__Exercise brief__
Copies of all lines that contain "into" are needed; take them from the data below.

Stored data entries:

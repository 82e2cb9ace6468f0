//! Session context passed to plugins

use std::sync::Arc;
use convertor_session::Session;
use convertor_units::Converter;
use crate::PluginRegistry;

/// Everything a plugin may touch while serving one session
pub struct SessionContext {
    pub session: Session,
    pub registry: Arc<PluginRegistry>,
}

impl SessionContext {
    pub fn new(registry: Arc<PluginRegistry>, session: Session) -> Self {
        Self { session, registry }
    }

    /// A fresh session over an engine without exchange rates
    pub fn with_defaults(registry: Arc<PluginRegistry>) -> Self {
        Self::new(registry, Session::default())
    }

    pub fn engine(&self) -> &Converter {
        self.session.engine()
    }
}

--

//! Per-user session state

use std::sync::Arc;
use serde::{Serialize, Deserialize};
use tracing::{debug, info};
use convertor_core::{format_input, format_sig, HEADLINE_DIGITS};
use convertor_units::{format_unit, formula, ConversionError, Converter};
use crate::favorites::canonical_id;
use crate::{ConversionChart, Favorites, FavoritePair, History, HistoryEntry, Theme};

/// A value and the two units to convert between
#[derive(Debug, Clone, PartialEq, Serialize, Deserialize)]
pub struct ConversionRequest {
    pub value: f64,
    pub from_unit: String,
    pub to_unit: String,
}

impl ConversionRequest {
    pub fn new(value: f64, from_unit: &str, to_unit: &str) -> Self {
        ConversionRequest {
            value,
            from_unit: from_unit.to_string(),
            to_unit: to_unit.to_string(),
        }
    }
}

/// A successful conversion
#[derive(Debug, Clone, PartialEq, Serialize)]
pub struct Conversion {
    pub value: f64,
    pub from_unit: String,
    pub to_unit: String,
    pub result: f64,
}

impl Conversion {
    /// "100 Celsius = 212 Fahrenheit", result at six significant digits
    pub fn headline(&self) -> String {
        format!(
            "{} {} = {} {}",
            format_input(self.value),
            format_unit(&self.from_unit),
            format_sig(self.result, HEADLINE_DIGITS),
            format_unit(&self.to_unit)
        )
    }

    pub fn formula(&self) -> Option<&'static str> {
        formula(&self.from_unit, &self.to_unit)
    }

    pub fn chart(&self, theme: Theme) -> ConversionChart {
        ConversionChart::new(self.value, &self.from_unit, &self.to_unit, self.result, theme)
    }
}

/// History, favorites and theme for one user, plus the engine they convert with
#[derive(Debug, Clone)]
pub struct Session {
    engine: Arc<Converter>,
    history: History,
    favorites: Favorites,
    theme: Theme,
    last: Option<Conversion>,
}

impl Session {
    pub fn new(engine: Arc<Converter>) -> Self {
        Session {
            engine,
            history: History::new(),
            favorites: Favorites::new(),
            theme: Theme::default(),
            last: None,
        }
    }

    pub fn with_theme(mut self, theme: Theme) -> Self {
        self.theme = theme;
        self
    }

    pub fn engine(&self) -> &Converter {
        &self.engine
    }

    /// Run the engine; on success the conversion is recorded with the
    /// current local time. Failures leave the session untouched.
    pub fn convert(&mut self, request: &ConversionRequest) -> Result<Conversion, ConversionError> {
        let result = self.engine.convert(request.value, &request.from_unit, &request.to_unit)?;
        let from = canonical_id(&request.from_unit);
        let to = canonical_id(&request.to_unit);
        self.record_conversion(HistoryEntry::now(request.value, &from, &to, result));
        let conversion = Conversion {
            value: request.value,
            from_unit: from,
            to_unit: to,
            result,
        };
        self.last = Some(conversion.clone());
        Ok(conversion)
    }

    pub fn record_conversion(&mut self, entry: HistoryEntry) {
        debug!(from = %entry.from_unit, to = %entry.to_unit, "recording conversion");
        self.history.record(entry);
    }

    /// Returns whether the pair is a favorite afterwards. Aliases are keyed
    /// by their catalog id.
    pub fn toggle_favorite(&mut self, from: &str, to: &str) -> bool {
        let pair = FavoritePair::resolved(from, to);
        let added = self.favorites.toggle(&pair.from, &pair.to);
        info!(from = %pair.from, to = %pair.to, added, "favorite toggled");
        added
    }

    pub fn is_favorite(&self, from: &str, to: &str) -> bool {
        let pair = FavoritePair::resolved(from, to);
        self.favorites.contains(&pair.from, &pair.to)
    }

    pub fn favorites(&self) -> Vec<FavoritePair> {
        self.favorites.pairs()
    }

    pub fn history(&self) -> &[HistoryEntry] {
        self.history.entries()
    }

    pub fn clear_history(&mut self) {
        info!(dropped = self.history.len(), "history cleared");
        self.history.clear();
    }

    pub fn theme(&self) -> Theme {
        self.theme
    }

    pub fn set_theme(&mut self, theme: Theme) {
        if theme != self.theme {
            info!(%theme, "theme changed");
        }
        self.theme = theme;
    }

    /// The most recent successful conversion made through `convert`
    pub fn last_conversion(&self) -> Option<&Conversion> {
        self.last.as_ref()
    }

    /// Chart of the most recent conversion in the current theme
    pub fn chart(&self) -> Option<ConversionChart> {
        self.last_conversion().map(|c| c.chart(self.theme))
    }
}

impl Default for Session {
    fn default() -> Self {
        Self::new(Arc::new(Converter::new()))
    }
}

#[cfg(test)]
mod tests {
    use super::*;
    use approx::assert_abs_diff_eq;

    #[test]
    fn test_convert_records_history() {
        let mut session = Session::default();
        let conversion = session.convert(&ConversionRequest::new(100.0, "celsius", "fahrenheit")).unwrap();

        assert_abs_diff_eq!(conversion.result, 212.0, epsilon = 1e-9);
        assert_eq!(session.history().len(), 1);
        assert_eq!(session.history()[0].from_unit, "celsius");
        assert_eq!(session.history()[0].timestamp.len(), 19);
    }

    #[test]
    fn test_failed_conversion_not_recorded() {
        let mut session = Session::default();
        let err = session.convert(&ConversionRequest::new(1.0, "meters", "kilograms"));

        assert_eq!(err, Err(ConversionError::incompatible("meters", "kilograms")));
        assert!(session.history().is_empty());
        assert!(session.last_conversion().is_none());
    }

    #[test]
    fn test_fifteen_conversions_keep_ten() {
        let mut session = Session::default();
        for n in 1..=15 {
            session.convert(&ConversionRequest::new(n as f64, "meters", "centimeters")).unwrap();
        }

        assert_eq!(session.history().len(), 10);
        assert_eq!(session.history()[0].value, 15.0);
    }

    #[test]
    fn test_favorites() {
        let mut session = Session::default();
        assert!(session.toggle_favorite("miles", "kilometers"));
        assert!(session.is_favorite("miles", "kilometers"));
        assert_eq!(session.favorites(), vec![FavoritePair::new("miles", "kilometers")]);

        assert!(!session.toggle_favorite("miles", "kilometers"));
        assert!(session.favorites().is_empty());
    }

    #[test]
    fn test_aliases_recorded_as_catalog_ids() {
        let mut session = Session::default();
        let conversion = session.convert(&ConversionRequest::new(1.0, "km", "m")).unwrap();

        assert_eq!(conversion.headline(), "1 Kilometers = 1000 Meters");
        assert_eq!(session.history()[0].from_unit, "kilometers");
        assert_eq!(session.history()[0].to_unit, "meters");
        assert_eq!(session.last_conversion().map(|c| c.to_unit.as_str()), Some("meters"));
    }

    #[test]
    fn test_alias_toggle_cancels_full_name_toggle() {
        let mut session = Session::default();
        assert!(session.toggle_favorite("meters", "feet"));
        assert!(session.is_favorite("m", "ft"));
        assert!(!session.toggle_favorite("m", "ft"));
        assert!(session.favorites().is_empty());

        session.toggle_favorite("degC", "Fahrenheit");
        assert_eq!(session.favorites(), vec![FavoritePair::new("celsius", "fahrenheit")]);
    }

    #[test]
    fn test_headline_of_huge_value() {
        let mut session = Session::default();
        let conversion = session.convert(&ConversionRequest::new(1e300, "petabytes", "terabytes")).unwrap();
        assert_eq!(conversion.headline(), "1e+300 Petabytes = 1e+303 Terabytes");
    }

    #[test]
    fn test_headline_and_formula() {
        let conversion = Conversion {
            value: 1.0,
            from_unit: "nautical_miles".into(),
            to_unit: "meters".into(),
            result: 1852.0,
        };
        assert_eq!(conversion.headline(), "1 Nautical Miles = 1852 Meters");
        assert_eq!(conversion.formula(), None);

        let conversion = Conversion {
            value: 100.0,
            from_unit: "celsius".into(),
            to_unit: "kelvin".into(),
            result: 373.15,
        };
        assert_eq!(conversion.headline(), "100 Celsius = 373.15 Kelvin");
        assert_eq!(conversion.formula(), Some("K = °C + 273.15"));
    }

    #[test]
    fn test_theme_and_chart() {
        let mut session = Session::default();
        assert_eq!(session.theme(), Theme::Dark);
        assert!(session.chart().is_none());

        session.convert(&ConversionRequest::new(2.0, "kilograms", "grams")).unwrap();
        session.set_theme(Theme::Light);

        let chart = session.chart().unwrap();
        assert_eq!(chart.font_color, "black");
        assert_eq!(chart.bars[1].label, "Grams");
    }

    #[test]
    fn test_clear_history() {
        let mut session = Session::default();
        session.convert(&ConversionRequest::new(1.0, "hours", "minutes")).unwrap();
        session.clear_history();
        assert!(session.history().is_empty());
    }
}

__Your solution__
            from_unit: "nautical_miles".into(),
            to_unit: "meters".into(),
            from_unit: "celsius".into(),
            to_unit: "kelvin".into(),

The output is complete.